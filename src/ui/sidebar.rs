use gtk4::prelude::*;
use gtk4 as gtk;

use crate::bank::models::DashboardVariant;

pub struct Sidebar {
    root: gtk::Box,
    nav: Vec<(DashboardVariant, gtk::Button)>,
    messages: gtk::Button,
    logout: gtk::Button,
}

fn menu_button(icon: &str, label: &str) -> gtk::Button {
    let content = gtk::Box::new(gtk::Orientation::Horizontal, 12);
    content.append(&gtk::Image::from_icon_name(icon));
    let lbl = gtk::Label::new(Some(label));
    lbl.set_halign(gtk::Align::Start);
    content.append(&lbl);
    let btn = gtk::Button::builder().child(&content).build();
    btn.add_css_class("flat");
    btn
}

impl Sidebar {
    pub fn new() -> Self {
        let root = gtk::Box::new(gtk::Orientation::Vertical, 6);
        root.add_css_class("sidebar");
        root.set_size_request(220, -1);

        let title = gtk::Label::new(Some("Alltius"));
        title.add_css_class("brand");
        title.set_halign(gtk::Align::Start);
        title.set_margin_start(8);
        title.set_margin_bottom(24);
        root.append(&title);

        let nav: Vec<_> = DashboardVariant::ALL
            .into_iter()
            .map(|v| (v, menu_button(v.icon_name(), v.title())))
            .collect();
        for (_, btn) in &nav {
            root.append(btn);
        }
        let messages = menu_button("chat-bubbles-symbolic", "Messages");
        root.append(&messages);

        let spacer = gtk::Box::new(gtk::Orientation::Vertical, 0);
        spacer.set_vexpand(true);
        root.append(&spacer);

        let logout = menu_button("system-log-out-symbolic", "Log Out");
        logout.add_css_class("logout");
        root.append(&logout);

        Self { root, nav, messages, logout }
    }

    pub fn widget(&self) -> gtk::Widget {
        self.root.clone().upcast()
    }

    pub fn set_active(&self, variant: DashboardVariant) {
        for (v, btn) in &self.nav {
            if *v == variant {
                btn.add_css_class("nav-active");
            } else {
                btn.remove_css_class("nav-active");
            }
        }
    }

    pub fn connect_variant_selected<F: Fn(DashboardVariant) + Clone + 'static>(&self, f: F) {
        for (variant, btn) in &self.nav {
            let f = f.clone();
            let variant = *variant;
            btn.connect_clicked(move |_| f(variant));
        }
    }

    pub fn connect_messages<F: Fn() + 'static>(&self, f: F) {
        self.messages.connect_clicked(move |_| f());
    }

    pub fn connect_logout<F: Fn() + 'static>(&self, f: F) {
        self.logout.connect_clicked(move |_| f());
    }
}
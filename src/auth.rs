use thiserror::Error;

use crate::notify::{self, Notice};

const DEMO_EMAIL: &str = "alex@smith.com";
const DEMO_PASSWORD: &str = "password";

#[derive(Debug, Clone, Default)]
pub struct Credential {
    pub email: String,
    pub password: String,
}

impl Credential {
    pub fn new(email: impl Into<String>, password: impl Into<String>) -> Self {
        Self { email: email.into(), password: password.into() }
    }
}

#[derive(Debug, Error, PartialEq, Eq)]
pub enum LoginError {
    #[error("invalid email or password")]
    InvalidCredentials,
}

impl LoginError {
    pub fn notice(&self) -> Notice {
        match self {
            LoginError::InvalidCredentials => notify::LOGIN_FAILED,
        }
    }
}

/// Compares against the single demo account. No trimming or case folding.
pub fn verify(cred: &Credential) -> Result<(), LoginError> {
    if cred.email == DEMO_EMAIL && cred.password == DEMO_PASSWORD {
        Ok(())
    } else {
        Err(LoginError::InvalidCredentials)
    }
}

/// Checks the credential and picks the toast for the outcome: the
/// welcome notice on success, the error's notice otherwise.
pub fn login(cred: &Credential) -> Result<Notice, LoginError> {
    verify(cred).map(|()| notify::LOGIN_SUCCESS)
}

pub fn forgot_password() -> Notice {
    notify::PASSWORD_RESET
}

#[cfg(test)]
mod tests {
    use super::*;
    use crate::notify::Severity;

    #[test]
    fn demo_account_logs_in() {
        assert_eq!(verify(&Credential::new("alex@smith.com", "password")), Ok(()));
    }

    #[test]
    fn anything_else_is_rejected() {
        let cases = [
            ("alex@smith.com", "Password"),
            ("Alex@smith.com", "password"),
            (" alex@smith.com", "password"),
            ("alex@smith.com", "password "),
            ("alex@smith.com", ""),
            ("", "password"),
            ("", ""),
            ("password", "alex@smith.com"),
        ];
        for (email, password) in cases {
            assert_eq!(
                verify(&Credential::new(email, password)),
                Err(LoginError::InvalidCredentials),
                "{email:?} / {password:?}"
            );
        }
    }

    #[test]
    fn rejection_maps_to_destructive_notice() {
        let notice = LoginError::InvalidCredentials.notice();
        assert_eq!(notice.title, "Login failed");
        assert!(notice.is_destructive());
        assert!(!forgot_password().is_destructive());
    }

    #[test]
    fn login_announces_each_outcome() {
        let welcome = login(&Credential::new("alex@smith.com", "password")).unwrap();
        assert_eq!(welcome.title, "Login successful");
        assert_eq!(welcome.description, "Welcome back, Alex Smith!");
        assert_eq!(welcome.severity, Severity::Default);

        let err = login(&Credential::new("alex@smith.com", "hunter2")).unwrap_err();
        let failure = err.notice();
        assert_eq!(failure.title, "Login failed");
        assert_eq!(failure.description, "Invalid email or password");
        assert_eq!(failure.severity, Severity::Destructive);
    }
}
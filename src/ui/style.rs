use gtk4 as gtk;

const CSS: &str = r#"
.card-surface {
    background: alpha(@card_bg_color, 0.95);
    border-radius: 12px;
    padding: 20px;
}
.sidebar {
    background: @headerbar_bg_color;
    padding: 20px 12px;
}
.sidebar button.nav-active {
    background: alpha(@accent_bg_color, 0.15);
    color: @accent_color;
}
.brand { font-weight: 800; font-size: 18px; }
.hero-tagline { font-size: 32px; font-weight: 700; color: @accent_color; }
.stat-value { font-size: 22px; font-weight: 600; }
.trend-up { color: #22c55e; }
.trend-down { color: #ef4444; }
.amount { font-family: monospace; font-weight: 500; }
.bank-card {
    background: linear-gradient(135deg, #7f3dff 0%, #3b1a8a 100%);
    color: white;
    border-radius: 16px;
    padding: 20px;
}
.bank-card-number { font-family: monospace; font-size: 18px; letter-spacing: 2px; }
.chat-panel {
    background: @window_bg_color;
    border-radius: 12px;
    box-shadow: 0 4px 24px alpha(black, 0.35);
}
.chat-header {
    background: @accent_bg_color;
    color: @accent_fg_color;
    border-radius: 12px 12px 0 0;
    padding: 12px;
}
.bubble { border-radius: 10px; padding: 10px 12px; }
.bubble-user { background: @accent_bg_color; color: @accent_fg_color; }
.bubble-bot { background: alpha(@view_fg_color, 0.08); }
.security-scrim { background: alpha(@window_bg_color, 0.8); }
.logout { color: #f87171; }
.bell-dot { background: #ef4444; border-radius: 4px; min-width: 8px; min-height: 8px; }
"#;

/// Loads the application stylesheet once for the default display.
pub fn install(prefer_dark: bool) {
    let scheme = if prefer_dark { adw::ColorScheme::PreferDark } else { adw::ColorScheme::Default };
    adw::StyleManager::default().set_color_scheme(scheme);

    let Some(display) = gtk::gdk::Display::default() else {
        log::warn!("no display; stylesheet not installed");
        return;
    };
    let provider = gtk::CssProvider::new();
    provider.load_from_data(CSS);
    gtk::style_context_add_provider_for_display(
        &display,
        &provider,
        gtk::STYLE_PROVIDER_PRIORITY_APPLICATION,
    );
}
★ ★ ★ ★
* _How to complete this task_:
The lines to return are those in the material above that hold "cases".

* _Solution to the exercise_:
        let cases = [
        for (email, password) in cases {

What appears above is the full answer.